_Goal of the exercise_. Quote exactly and only this range of lines in the data below: the line that holds "filename deckwod_core/src/lib.rs" to the line that holds "building and shuffling", both included.

_Supplied records_.
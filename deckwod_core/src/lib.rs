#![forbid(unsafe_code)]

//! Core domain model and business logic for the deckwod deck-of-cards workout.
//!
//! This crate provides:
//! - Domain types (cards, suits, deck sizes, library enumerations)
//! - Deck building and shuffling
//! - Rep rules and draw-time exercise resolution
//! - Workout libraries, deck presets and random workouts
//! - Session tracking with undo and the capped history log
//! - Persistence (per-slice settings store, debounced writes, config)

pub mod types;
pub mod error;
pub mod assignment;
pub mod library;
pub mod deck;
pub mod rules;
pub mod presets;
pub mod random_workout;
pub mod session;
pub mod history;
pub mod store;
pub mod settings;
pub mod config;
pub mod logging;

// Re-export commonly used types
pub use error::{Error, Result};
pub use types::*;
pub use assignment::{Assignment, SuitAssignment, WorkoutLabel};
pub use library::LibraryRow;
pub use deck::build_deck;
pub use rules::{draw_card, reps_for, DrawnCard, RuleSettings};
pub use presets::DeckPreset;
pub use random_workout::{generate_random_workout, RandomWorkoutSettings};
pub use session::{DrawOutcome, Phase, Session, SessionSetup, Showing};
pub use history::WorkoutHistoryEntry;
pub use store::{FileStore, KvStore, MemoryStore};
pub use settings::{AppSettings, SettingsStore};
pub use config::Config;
* * *
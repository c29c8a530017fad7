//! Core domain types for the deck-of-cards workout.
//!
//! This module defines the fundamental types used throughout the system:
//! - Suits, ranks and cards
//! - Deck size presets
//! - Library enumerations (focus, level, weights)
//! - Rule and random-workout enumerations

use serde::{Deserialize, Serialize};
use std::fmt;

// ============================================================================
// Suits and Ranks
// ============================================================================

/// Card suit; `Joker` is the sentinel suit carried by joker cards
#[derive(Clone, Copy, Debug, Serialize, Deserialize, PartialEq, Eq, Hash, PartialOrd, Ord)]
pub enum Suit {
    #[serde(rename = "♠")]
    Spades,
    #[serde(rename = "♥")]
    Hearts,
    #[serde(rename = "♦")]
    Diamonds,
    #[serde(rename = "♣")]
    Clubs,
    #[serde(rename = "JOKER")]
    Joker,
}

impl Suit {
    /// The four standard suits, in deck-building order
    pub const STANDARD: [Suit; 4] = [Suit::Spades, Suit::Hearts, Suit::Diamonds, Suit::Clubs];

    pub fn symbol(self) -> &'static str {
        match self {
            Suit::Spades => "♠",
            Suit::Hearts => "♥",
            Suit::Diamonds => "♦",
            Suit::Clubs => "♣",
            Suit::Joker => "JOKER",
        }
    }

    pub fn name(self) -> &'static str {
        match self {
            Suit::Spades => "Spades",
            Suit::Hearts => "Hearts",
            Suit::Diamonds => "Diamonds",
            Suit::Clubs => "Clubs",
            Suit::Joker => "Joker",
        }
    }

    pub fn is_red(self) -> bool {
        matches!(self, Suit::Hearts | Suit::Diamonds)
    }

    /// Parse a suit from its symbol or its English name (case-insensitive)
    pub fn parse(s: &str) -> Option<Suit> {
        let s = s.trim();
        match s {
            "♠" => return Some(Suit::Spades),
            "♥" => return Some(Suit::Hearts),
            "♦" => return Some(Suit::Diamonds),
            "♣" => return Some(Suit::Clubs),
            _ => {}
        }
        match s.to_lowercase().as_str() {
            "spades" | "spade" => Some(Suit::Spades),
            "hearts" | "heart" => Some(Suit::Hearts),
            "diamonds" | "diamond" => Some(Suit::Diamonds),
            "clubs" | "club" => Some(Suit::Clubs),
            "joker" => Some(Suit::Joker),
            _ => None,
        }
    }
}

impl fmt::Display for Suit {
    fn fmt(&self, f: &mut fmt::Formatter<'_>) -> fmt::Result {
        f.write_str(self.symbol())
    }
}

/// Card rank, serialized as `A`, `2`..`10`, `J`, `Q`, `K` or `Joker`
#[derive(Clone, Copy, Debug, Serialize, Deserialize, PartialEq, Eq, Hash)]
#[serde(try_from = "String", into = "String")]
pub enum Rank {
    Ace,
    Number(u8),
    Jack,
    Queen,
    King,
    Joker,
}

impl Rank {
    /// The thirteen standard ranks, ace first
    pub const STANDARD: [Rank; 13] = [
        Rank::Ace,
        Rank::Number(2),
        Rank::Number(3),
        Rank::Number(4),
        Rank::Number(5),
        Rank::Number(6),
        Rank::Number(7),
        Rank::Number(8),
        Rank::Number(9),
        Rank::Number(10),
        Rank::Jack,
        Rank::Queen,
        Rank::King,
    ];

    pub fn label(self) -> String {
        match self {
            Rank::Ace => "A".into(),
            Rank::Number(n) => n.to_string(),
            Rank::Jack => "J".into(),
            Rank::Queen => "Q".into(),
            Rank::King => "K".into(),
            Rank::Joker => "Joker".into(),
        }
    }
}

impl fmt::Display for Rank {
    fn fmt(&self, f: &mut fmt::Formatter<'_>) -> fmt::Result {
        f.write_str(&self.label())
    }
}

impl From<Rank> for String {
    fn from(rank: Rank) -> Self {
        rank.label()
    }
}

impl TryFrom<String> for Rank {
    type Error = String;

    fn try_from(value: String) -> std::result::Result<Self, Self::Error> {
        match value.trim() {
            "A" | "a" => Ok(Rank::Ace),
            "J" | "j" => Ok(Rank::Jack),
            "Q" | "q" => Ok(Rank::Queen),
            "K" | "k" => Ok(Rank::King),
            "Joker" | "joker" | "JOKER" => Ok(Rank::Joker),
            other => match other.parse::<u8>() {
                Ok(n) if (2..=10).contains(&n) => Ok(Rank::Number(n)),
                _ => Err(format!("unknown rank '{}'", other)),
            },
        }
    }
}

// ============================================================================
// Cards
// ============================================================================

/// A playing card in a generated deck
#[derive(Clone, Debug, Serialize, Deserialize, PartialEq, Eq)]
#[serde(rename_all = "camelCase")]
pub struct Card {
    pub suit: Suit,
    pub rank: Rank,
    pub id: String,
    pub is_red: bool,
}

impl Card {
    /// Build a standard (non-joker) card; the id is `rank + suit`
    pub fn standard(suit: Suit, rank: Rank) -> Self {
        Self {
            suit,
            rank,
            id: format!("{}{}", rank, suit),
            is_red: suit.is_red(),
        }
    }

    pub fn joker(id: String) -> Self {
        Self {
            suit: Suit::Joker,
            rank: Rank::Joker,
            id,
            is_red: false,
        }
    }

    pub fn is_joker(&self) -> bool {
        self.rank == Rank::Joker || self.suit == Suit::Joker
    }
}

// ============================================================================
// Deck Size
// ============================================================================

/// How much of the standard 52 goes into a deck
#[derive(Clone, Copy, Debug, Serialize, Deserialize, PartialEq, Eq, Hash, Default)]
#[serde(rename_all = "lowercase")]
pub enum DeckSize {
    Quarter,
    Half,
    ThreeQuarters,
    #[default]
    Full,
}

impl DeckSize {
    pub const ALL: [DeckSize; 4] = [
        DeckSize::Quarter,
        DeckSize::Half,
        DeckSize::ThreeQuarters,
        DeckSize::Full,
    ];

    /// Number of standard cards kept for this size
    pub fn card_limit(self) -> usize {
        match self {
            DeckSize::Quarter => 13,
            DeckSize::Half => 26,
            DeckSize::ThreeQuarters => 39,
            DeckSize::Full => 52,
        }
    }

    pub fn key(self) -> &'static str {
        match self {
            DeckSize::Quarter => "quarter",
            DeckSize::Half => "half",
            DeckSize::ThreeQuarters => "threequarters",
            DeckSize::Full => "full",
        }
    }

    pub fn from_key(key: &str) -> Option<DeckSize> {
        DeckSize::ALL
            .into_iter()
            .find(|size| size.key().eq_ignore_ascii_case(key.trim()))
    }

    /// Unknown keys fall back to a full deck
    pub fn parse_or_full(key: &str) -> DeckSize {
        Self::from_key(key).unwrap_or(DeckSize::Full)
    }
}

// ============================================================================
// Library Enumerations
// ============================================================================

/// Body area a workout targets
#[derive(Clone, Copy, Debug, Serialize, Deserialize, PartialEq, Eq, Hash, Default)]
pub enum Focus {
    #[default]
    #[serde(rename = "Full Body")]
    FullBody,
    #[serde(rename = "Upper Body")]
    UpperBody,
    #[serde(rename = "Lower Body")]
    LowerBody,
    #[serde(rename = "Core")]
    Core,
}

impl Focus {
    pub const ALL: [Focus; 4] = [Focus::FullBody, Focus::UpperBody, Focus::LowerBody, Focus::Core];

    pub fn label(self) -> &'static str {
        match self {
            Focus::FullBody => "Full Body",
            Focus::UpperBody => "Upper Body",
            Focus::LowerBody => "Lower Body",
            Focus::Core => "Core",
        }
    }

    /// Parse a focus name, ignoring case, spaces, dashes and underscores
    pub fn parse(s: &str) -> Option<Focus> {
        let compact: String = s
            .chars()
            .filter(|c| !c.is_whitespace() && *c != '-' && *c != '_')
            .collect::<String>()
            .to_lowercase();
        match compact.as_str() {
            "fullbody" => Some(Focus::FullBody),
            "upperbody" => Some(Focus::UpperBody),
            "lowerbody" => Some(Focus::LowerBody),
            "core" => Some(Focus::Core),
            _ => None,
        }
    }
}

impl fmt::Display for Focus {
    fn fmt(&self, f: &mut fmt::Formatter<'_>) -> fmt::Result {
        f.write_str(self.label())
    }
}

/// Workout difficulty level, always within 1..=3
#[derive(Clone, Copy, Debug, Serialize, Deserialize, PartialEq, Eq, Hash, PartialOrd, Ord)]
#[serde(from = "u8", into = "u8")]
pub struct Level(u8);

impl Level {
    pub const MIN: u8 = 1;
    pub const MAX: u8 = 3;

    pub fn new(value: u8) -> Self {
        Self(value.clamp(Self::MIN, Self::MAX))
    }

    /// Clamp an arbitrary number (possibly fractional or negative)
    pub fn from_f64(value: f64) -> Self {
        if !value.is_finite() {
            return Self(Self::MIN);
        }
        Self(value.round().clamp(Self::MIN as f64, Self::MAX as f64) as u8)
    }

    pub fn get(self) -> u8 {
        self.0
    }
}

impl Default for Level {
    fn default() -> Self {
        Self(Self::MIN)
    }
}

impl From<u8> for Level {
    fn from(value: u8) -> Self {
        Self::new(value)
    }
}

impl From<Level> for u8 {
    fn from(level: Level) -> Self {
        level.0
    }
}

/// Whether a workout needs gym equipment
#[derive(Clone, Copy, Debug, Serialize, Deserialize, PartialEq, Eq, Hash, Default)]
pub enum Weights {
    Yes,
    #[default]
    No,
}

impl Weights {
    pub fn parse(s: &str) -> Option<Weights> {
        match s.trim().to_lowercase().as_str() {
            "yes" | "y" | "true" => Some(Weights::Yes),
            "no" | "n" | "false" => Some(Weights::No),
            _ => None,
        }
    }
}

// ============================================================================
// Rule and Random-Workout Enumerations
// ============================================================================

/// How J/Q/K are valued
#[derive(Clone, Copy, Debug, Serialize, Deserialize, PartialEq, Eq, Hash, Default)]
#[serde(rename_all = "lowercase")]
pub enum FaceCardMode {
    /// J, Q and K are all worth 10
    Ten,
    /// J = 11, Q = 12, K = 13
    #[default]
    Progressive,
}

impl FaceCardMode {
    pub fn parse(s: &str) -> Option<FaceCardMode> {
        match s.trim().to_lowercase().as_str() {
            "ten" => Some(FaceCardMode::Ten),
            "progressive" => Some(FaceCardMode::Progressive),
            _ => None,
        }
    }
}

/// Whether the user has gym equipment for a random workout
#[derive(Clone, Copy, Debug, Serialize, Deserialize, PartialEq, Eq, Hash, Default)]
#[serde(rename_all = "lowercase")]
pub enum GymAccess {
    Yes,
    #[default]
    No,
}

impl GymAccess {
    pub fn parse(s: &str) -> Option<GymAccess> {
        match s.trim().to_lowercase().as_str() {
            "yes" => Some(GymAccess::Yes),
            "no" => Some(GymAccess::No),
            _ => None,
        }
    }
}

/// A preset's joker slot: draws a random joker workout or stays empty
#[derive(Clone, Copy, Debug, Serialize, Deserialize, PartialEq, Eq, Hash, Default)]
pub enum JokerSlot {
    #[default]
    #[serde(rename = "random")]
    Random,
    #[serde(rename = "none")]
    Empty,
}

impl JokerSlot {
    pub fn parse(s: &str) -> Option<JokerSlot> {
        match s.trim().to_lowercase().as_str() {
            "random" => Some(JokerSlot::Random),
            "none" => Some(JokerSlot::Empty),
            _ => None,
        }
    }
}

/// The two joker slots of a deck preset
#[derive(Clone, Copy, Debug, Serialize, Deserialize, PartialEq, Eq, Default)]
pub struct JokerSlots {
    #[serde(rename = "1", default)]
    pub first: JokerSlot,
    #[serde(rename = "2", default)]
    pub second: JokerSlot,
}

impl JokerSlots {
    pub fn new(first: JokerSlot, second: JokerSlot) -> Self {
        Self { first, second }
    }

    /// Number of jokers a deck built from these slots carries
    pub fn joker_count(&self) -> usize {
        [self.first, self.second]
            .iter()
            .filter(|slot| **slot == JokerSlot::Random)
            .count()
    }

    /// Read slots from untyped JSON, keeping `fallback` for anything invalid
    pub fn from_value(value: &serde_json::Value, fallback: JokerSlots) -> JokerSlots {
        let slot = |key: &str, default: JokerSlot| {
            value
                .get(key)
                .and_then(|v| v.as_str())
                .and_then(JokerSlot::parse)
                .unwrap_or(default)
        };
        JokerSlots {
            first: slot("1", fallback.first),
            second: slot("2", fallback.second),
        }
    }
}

_Solution to the problem_.
filename deckwod_core/src/lib.rs
#![forbid(unsafe_code)]

//! Core domain model and business logic for the deckwod deck-of-cards workout.
//!
//! This crate provides:
//! - Domain types (cards, suits, deck sizes, library enumerations)
//! - Deck building and shuffling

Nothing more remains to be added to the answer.